The regional Parliament of the Canary Islands supports new regulation on medical cannabis

The regional Parliament of the Canary Islands supports new regulation on medical cannabis

By: Teresa Garcia Activism

Last September 30th, the Plenary of the Parliament of the Canary Islands gave its unanimous support on the adoption of a new regulation to facilitate legal access to medicinal cannabis, according to the newspaper La Provincia based in Las Palmas. During the plenary session, the legislative assembly of the Archipelago approved a proposal for a non-binding recommendation for the controlled production of cannabis for therapeutic use. With this decision, the Canarian Government intends to urge the central Government in office to take immediate action on this subject.

The petition on “regulation of cannabis and cannabinoids for medicinal use” was presented for debate before the regional parliament on July 29th and was jointly promoted by the Socialist parliamentary group, the left-wing Sí Podemos Canarias party, the nationalist Nueva Canarias party and the Socialist Group from the island of La Gomera.

In addition to developing regulatory measures that will facilitate access for individuals to cannabis-based treatments, this non-binding proposal calls for better legislative tools to be able to create “a system for evaluating the true impact of these alternative therapies on public health, especially on the quality of life of those patients who follow this type of treatments”. “The lack of regulation on medical cannabis not only poses a risk to the safety and ways in which patients have to get their remedies but also gives rise to several areas of concern about the quality of the cannabis-derived compounds they have access to. At the current time, there is no control over its origin or its purity, there are no recommendations on the form and frequency of administration nor the personalization of the dosing for each patient and disease, since there is no medical supervision on the administration, effects or effectiveness of these treatments”, explains the petition text.

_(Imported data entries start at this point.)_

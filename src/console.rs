//! Console host: the bundled view-layer collaborator.
//!
//! Owns no game state. Stdin lines become [`Intent`]s (or local
//! commands like `board` and `quit`); [`ViewFrame`]s from the
//! controller are rendered as text: fresh log lines, transient
//! notices, and on demand both boards as glyph grids.

use tokio::io::AsyncBufReadExt;
use tokio::sync::mpsc;

use crate::board::{Board, CellState};
use crate::constants::BOARD_SIZE;
use crate::game::{GamePhase, GameSnapshot, Intent, NoticeKind, ViewFrame};
use crate::protocol::{Orientation, ShipKind};

/// Help text printed on `help` and on unknown commands.
pub const HELP: &str = "\
commands:
  place <ship> <h|v> <row> <col>   request a ship placement
  attack <row> <col>               fire at an opponent cell
  mode                             toggle attack mode
  board                            print both boards
  help                             show this help
  quit                             exit
ships: carrier (5), battleship (4), cruiser (3), submarine (3), destroyer (2)";

/// One parsed console command.
#[derive(Debug, Clone, PartialEq)]
pub enum Command {
    /// Forward an intent to the controller.
    Intent(Intent),
    /// Print both boards.
    ShowBoards,
    /// Print [`HELP`].
    Help,
    /// Exit the client.
    Quit,
}

/// Parses one input line.
///
/// Coordinates are clamped into the board range rather than rejected,
/// matching the input surface contract the controller relies on. The
/// error string is ready to print.
pub fn parse_command(line: &str) -> Result<Command, String> {
    let mut parts = line.split_whitespace();
    let Some(head) = parts.next() else {
        return Err("empty command".to_string());
    };

    match head.to_ascii_lowercase().as_str() {
        "place" | "p" => {
            let usage = "usage: place <ship> <h|v> <row> <col>";
            let ship_token = parts.next().ok_or(usage)?;
            let ship = ShipKind::parse(ship_token)
                .ok_or_else(|| format!("unknown ship `{ship_token}` (see `help`)"))?;
            let orient_token = parts.next().ok_or(usage)?;
            let orientation = Orientation::parse(orient_token)
                .ok_or_else(|| format!("unknown orientation `{orient_token}` (use h or v)"))?;
            let row = parse_coord(parts.next().ok_or(usage)?)?;
            let col = parse_coord(parts.next().ok_or(usage)?)?;
            Ok(Command::Intent(Intent::PlaceShip {
                ship,
                orientation,
                row,
                col,
            }))
        }
        "attack" | "a" => {
            let usage = "usage: attack <row> <col>";
            let row = parse_coord(parts.next().ok_or(usage)?)?;
            let col = parse_coord(parts.next().ok_or(usage)?)?;
            Ok(Command::Intent(Intent::Attack { row, col }))
        }
        "mode" | "m" => Ok(Command::Intent(Intent::ToggleAttackMode)),
        "board" | "b" => Ok(Command::ShowBoards),
        "help" | "h" | "?" => Ok(Command::Help),
        "quit" | "q" | "exit" => Ok(Command::Quit),
        other => Err(format!("unknown command `{other}` (try `help`)")),
    }
}

fn parse_coord(token: &str) -> Result<usize, String> {
    token
        .parse::<usize>()
        .map(|n| n.min(BOARD_SIZE - 1))
        .map_err(|_| format!("`{token}` is not a coordinate"))
}

fn cell_glyph(cell: CellState) -> char {
    match cell {
        CellState::Empty => '.',
        CellState::Ship => 'S',
        CellState::Hit => 'X',
        CellState::Miss => 'o',
    }
}

/// Renders one board as a glyph grid with coordinate labels.
#[must_use]
pub fn render_board(board: &Board) -> String {
    let mut out = String::new();
    out.push_str("   ");
    for col in 0..BOARD_SIZE {
        out.push_str(&format!("{col} "));
    }
    out.push('\n');
    for (row, cells) in board.rows().enumerate() {
        out.push_str(&format!("{row:>2} "));
        for &cell in cells {
            out.push(cell_glyph(cell));
            out.push(' ');
        }
        out.push('\n');
    }
    out
}

fn phase_label(phase: GamePhase) -> &'static str {
    match phase {
        GamePhase::Placing => "placing",
        GamePhase::Targeting => "targeting",
        GamePhase::Over => "game over",
    }
}

/// Renders both boards plus a one-line status summary.
#[must_use]
pub fn render_boards(snapshot: &GameSnapshot) -> String {
    let link = if snapshot.connected {
        "connected"
    } else {
        "disconnected"
    };
    let mut out = String::new();
    out.push_str("your board:\n");
    out.push_str(&render_board(&snapshot.own_board));
    out.push_str("opponent board:\n");
    out.push_str(&render_board(&snapshot.opponent_board));
    out.push_str(&format!("phase: {} | {link}", phase_label(snapshot.phase)));
    if let Some(winner) = &snapshot.winner {
        out.push_str(&format!(" | winner: {winner}"));
    }
    out.push('\n');
    out
}

/// Renders the incremental part of a frame: fresh log lines first,
/// then notices. Empty when nothing new happened.
#[must_use]
pub fn render_frame(frame: &ViewFrame) -> String {
    let mut out = String::new();
    for line in &frame.fresh_log {
        out.push_str(line);
        out.push('\n');
    }
    for notice in &frame.notices {
        let prefix = match notice.kind {
            NoticeKind::Warning => "warning",
            NoticeKind::Error => "error",
        };
        out.push_str(&format!("{prefix}: {}\n", notice.text));
    }
    out
}

/// Interactive loop: stdin commands in, rendered frames out.
///
/// Returns when the user quits, stdin closes, or the controller goes
/// away. The caller tears the session down afterwards.
pub async fn run_console(
    intents_tx: mpsc::UnboundedSender<Intent>,
    mut frames_rx: mpsc::UnboundedReceiver<ViewFrame>,
) {
    let mut lines = tokio::io::BufReader::new(tokio::io::stdin()).lines();
    let mut last_snapshot: Option<GameSnapshot> = None;

    println!("{HELP}");

    loop {
        tokio::select! {
            maybe_line = lines.next_line() => {
                let line = match maybe_line {
                    Ok(Some(line)) => line,
                    // EOF or unreadable stdin both end the session
                    Ok(None) => break,
                    Err(e) => {
                        log::error!("[Console] stdin read failed: {e}");
                        break;
                    }
                };
                if line.trim().is_empty() {
                    continue;
                }
                match parse_command(&line) {
                    Ok(Command::Intent(intent)) => {
                        if intents_tx.send(intent).is_err() {
                            break;
                        }
                    }
                    Ok(Command::ShowBoards) => match &last_snapshot {
                        Some(snapshot) => print!("{}", render_boards(snapshot)),
                        None => println!("no state yet"),
                    },
                    Ok(Command::Help) => println!("{HELP}"),
                    Ok(Command::Quit) => break,
                    Err(e) => println!("{e}"),
                }
            }

            maybe_frame = frames_rx.recv() => {
                match maybe_frame {
                    Some(frame) => {
                        print!("{}", render_frame(&frame));
                        last_snapshot = Some(frame.snapshot);
                    }
                    // Controller gone: nothing left to render
                    None => break,
                }
            }
        }
    }
}

#[cfg(test)]
mod tests {
    use super::*;

    #[test]
    fn test_parse_place_command() {
        let cmd = parse_command("place carrier h 2 3").expect("valid command");
        assert_eq!(
            cmd,
            Command::Intent(Intent::PlaceShip {
                ship: ShipKind::Carrier,
                orientation: Orientation::Horizontal,
                row: 2,
                col: 3,
            })
        );
    }

    #[test]
    fn test_parse_attack_with_aliases() {
        assert_eq!(
            parse_command("a 0 9").expect("valid command"),
            Command::Intent(Intent::Attack { row: 0, col: 9 })
        );
        assert_eq!(
            parse_command("ATTACK 5 5").expect("valid command"),
            Command::Intent(Intent::Attack { row: 5, col: 5 })
        );
    }

    #[test]
    fn test_coordinates_clamp_into_range() {
        // The input surface clamps; the controller trusts that
        assert_eq!(
            parse_command("attack 12 40").expect("valid command"),
            Command::Intent(Intent::Attack { row: 9, col: 9 })
        );
    }

    #[test]
    fn test_parse_simple_commands() {
        assert_eq!(
            parse_command("mode").expect("valid"),
            Command::Intent(Intent::ToggleAttackMode)
        );
        assert_eq!(parse_command("board").expect("valid"), Command::ShowBoards);
        assert_eq!(parse_command("?").expect("valid"), Command::Help);
        assert_eq!(parse_command("quit").expect("valid"), Command::Quit);
    }

    #[test]
    fn test_parse_rejects_garbage() {
        assert!(parse_command("").is_err());
        assert!(parse_command("fire 1 1").is_err());
        assert!(parse_command("place dinghy h 0 0").is_err());
        assert!(parse_command("place carrier d 0 0").is_err());
        assert!(parse_command("attack one two").is_err());
        assert!(parse_command("place carrier h").is_err());
    }

    #[test]
    fn test_render_board_glyphs() {
        let mut board = Board::new();
        board.set(1, 0, CellState::Ship);
        board.set(1, 1, CellState::Hit);
        board.set(1, 2, CellState::Miss);

        let rendered = render_board(&board);
        let rows: Vec<&str> = rendered.lines().collect();
        // Header + one line per board row
        assert_eq!(rows.len(), 1 + BOARD_SIZE);
        assert!(rows[0].contains('9'));
        assert!(rows[2].starts_with(" 1 S X o ."));
    }

    #[test]
    fn test_render_frame_formats_notices() {
        let frame = ViewFrame {
            snapshot: GameSnapshot {
                own_board: Board::new(),
                opponent_board: Board::new(),
                phase: GamePhase::Placing,
                connected: true,
                winner: None,
            },
            fresh_log: vec!["Connected to server".to_string()],
            notices: vec![crate::game::Notice {
                kind: NoticeKind::Error,
                text: "Invalid ship placement".to_string(),
            }],
        };

        let rendered = render_frame(&frame);
        assert!(rendered.contains("Connected to server\n"));
        assert!(rendered.contains("error: Invalid ship placement\n"));
    }

    #[test]
    fn test_render_boards_status_line() {
        let snapshot = GameSnapshot {
            own_board: Board::new(),
            opponent_board: Board::new(),
            phase: GamePhase::Over,
            connected: false,
            winner: Some("player2".to_string()),
        };

        let rendered = render_boards(&snapshot);
        assert!(rendered.contains("phase: game over | disconnected | winner: player2"));
    }
}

The text approved by the Canary Islands Parliament also acknowledges the resulting legal uncertainty that medical cannabis consumers face given the current lack of legal framework. In Spain, law does not state the difference between recreational and medicinal cannabis. Therefore, patients who may use this therapeutic plant or any of its derivatives risk being sanctioned by the authorities. This is what happened to Fernanda de la Figuera, a veteran cannabis activist, who in 2019, after years of struggle for the legalization of cannabis, was sentenced to nine months in jail for a criminal offence for drug trafficking of “substances that do not cause serious hazard to health”. De la Figuera, who initially faced a four-year prison sentence requested by the public Prosecutor’s Office, was punished for distributing medical cannabis through an association of patients with different medical conditions.

The regional Parliament of the Canary Islands supports new regulation on medical cannabis

“In 2014, UN had already explicitly recognized the legality of the medicinal or therapeutic use of cannabis” recalls the text of the non-law proposal. “The International Narcotics Control Board (INCB), the highest form of legal world authority in the field, states in its report ‘Control measures applicable to programs for the use of cannabis for medical purposes‘, pursuant to the1961 Single Convention on Narcotic Drugs, allows States to use cannabis for medical purposes”. The text approved by the Canarian Parliament continues to explain that many countries have already begun to regulate cannabis for medicinal use and develop programs to facilitate access to medical supervision. The petition also points to the example of France, where a medical cannabis pilot program started last September is already benefiting over 3,000 patients.

Additionally, the petition notes the strong support given by Spaniards to a full regulation of medical cannabis, for which, according to a 2018 survey ran by the national Center for Social Research (CIS for its acronym in Spanish), 84% of the population voted in favor. “The lack of regulation in our country contrasts with the support of Spanish society to a total legalization of medicinal cannabis’. This social support is been reflected in many other regional parliaments in the country which have started initiatives in this direction in recent years.